BEGIN

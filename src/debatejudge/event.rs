//! Progress reporting for debate runs.
//!
//! The core pushes two kinds of updates while a run is in flight:
//!
//! - **Status** updates, each with a [`TaskState`] and free text. Every
//!   completed turn produces one (`"pro_debater: ..."`), as do the hand-off to
//!   the judge and the final outcome.
//! - **Artifacts**: named lists of [`Part`]s. The verdict is published as a
//!   single artifact holding both the prose reason and the structured result.
//!
//! Implement [`ProgressReporter`] to route these wherever the host needs them.
//! Reporting never fails from the core's point of view and the core never
//! waits for acknowledgment.
//!
//! [`ChannelReporter`] turns the calls into run-tagged [`ProgressEvent`]s on an
//! unbounded channel; give each run its own reporter and the streams of
//! concurrent runs stay separate. [`LogReporter`] writes everything to the
//! `log` facade.
//!
//! # Example
//!
//! ```rust,no_run
//! use debatejudge::event::{Part, ProgressReporter, TaskState};
//! use async_trait::async_trait;
//!
//! struct Printer;
//!
//! #[async_trait]
//! impl ProgressReporter for Printer {
//!     async fn report_status(&self, state: TaskState, text: &str) {
//!         println!("[{}] {}", state, text);
//!     }
//!     async fn report_artifact(&self, parts: Vec<Part>, name: &str) {
//!         println!("artifact {} with {} part(s)", name, parts.len());
//!     }
//! }
//! ```

use crate::debatejudge::conversation::RunId;
use crate::debatejudge::request::DebaterRole;
use crate::debatejudge::transcript::Turn;
use async_trait::async_trait;
use chrono::{DateTime, Utc};
use log::{debug, error, info};
use serde::{Deserialize, Serialize};
use serde_json::{Map, Value};
use std::fmt;
use std::sync::atomic::{AtomicU64, Ordering};
use tokio::sync::mpsc::{self, UnboundedReceiver, UnboundedSender};

/// Lifecycle state attached to a status update.
#[derive(Debug, Clone, Copy, PartialEq, Eq, Hash, Serialize, Deserialize)]
#[serde(rename_all = "lowercase")]
pub enum TaskState {
    Working,
    Completed,
    Failed,
}

impl TaskState {
    pub fn as_str(self) -> &'static str {
        match self {
            TaskState::Working => "working",
            TaskState::Completed => "completed",
            TaskState::Failed => "failed",
        }
    }

    pub fn is_terminal(self) -> bool {
        !matches!(self, TaskState::Working)
    }
}

impl fmt::Display for TaskState {
    fn fmt(&self, f: &mut fmt::Formatter<'_>) -> fmt::Result {
        f.write_str(self.as_str())
    }
}

/// A piece of artifact content: free text or a structured JSON object.
#[derive(Debug, Clone, PartialEq, Serialize, Deserialize)]
#[serde(tag = "kind", rename_all = "lowercase")]
pub enum Part {
    Text { text: String },
    Data { data: Map<String, Value> },
}

impl Part {
    pub fn text(text: impl Into<String>) -> Self {
        Part::Text { text: text.into() }
    }

    pub fn data(data: Map<String, Value>) -> Self {
        Part::Data { data }
    }

    pub fn as_text(&self) -> Option<&str> {
        match self {
            Part::Text { text } => Some(text),
            Part::Data { .. } => None,
        }
    }

    pub fn as_data(&self) -> Option<&Map<String, Value>> {
        match self {
            Part::Data { data } => Some(data),
            Part::Text { .. } => None,
        }
    }
}

/// A named bundle of parts.
#[derive(Debug, Clone, PartialEq, Serialize, Deserialize)]
pub struct Artifact {
    pub name: String,
    pub parts: Vec<Part>,
}

/// Identifies the turn a status update reports.
#[derive(Debug, Clone, Copy, PartialEq, Eq, Serialize, Deserialize)]
pub struct TurnMarker {
    pub index: usize,
    pub role: DebaterRole,
    pub round: u32,
}

impl From<&Turn> for TurnMarker {
    fn from(turn: &Turn) -> Self {
        TurnMarker {
            index: turn.index,
            role: turn.role,
            round: turn.round,
        }
    }
}

/// A progress update tagged with its run and a per-run sequence number.
#[derive(Debug, Clone, PartialEq, Serialize, Deserialize)]
#[serde(tag = "type", rename_all = "snake_case")]
pub enum ProgressEvent {
    Status {
        run_id: RunId,
        sequence: u64,
        timestamp: DateTime<Utc>,
        state: TaskState,
        text: String,
        /// Present when the status reports a debate turn.
        turn: Option<TurnMarker>,
    },
    Artifact {
        run_id: RunId,
        sequence: u64,
        timestamp: DateTime<Utc>,
        artifact: Artifact,
    },
}

impl ProgressEvent {
    pub fn run_id(&self) -> RunId {
        match self {
            ProgressEvent::Status { run_id, .. } | ProgressEvent::Artifact { run_id, .. } => {
                *run_id
            }
        }
    }

    pub fn sequence(&self) -> u64 {
        match self {
            ProgressEvent::Status { sequence, .. } | ProgressEvent::Artifact { sequence, .. } => {
                *sequence
            }
        }
    }

    pub fn turn(&self) -> Option<&TurnMarker> {
        match self {
            ProgressEvent::Status { turn, .. } => turn.as_ref(),
            ProgressEvent::Artifact { .. } => None,
        }
    }

    pub fn state(&self) -> Option<TaskState> {
        match self {
            ProgressEvent::Status { state, .. } => Some(*state),
            ProgressEvent::Artifact { .. } => None,
        }
    }
}

/// Receives progress from a debate run.
#[async_trait]
pub trait ProgressReporter: Send + Sync {
    async fn report_status(&self, state: TaskState, text: &str);

    async fn report_artifact(&self, parts: Vec<Part>, name: &str);

    /// Called once per completed turn, in turn order. Defaults to a `working`
    /// status carrying [`Turn::status_line`].
    async fn report_turn(&self, turn: &Turn) {
        self.report_status(TaskState::Working, &turn.status_line())
            .await;
    }
}

/// Reporter that forwards run-tagged [`ProgressEvent`]s over a channel.
pub struct ChannelReporter {
    run_id: RunId,
    sender: UnboundedSender<ProgressEvent>,
    sequence: AtomicU64,
}

impl ChannelReporter {
    pub fn new(run_id: RunId) -> (Self, UnboundedReceiver<ProgressEvent>) {
        let (sender, receiver) = mpsc::unbounded_channel();
        (
            Self {
                run_id,
                sender,
                sequence: AtomicU64::new(0),
            },
            receiver,
        )
    }

    pub fn run_id(&self) -> RunId {
        self.run_id
    }

    fn next_sequence(&self) -> u64 {
        self.sequence.fetch_add(1, Ordering::SeqCst)
    }

    fn publish(&self, event: ProgressEvent) {
        if self.sender.send(event).is_err() {
            debug!("run {}: progress receiver dropped", self.run_id);
        }
    }

    fn status(&self, state: TaskState, text: &str, turn: Option<TurnMarker>) {
        self.publish(ProgressEvent::Status {
            run_id: self.run_id,
            sequence: self.next_sequence(),
            timestamp: Utc::now(),
            state,
            text: text.to_string(),
            turn,
        });
    }
}

#[async_trait]
impl ProgressReporter for ChannelReporter {
    async fn report_status(&self, state: TaskState, text: &str) {
        self.status(state, text, None);
    }

    async fn report_artifact(&self, parts: Vec<Part>, name: &str) {
        self.publish(ProgressEvent::Artifact {
            run_id: self.run_id,
            sequence: self.next_sequence(),
            timestamp: Utc::now(),
            artifact: Artifact {
                name: name.to_string(),
                parts,
            },
        });
    }

    async fn report_turn(&self, turn: &Turn) {
        self.status(
            TaskState::Working,
            &turn.status_line(),
            Some(TurnMarker::from(turn)),
        );
    }
}

/// Reporter that writes progress to the log.
#[derive(Debug, Clone)]
pub struct LogReporter {
    run_id: RunId,
}

impl LogReporter {
    pub fn new(run_id: RunId) -> Self {
        Self { run_id }
    }
}

#[async_trait]
impl ProgressReporter for LogReporter {
    async fn report_status(&self, state: TaskState, text: &str) {
        match state {
            TaskState::Failed => error!("run {} [{}] {}", self.run_id, state, text),
            _ => info!("run {} [{}] {}", self.run_id, state, text),
        }
    }

    async fn report_artifact(&self, parts: Vec<Part>, name: &str) {
        info!(
            "run {} artifact {:?} ({} part(s))",
            self.run_id,
            name,
            parts.len()
        );
        for part in &parts {
            match part {
                Part::Text { text } => debug!("run {}   text: {}", self.run_id, text),
                Part::Data { data } => debug!(
                    "run {}   data: {}",
                    self.run_id,
                    Value::Object(data.clone())
                ),
            }
        }
    }
}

END

• **WHAT YOU SHOULD DO**
Search the entries above for the word "None", and copy every line where it occurs.

• **RESPONSE AREA**
            Part::Data { .. } => None,
            Part::Text { .. } => None,
            ProgressEvent::Artifact { .. } => None,
            ProgressEvent::Artifact { .. } => None,
        self.status(state, text, None);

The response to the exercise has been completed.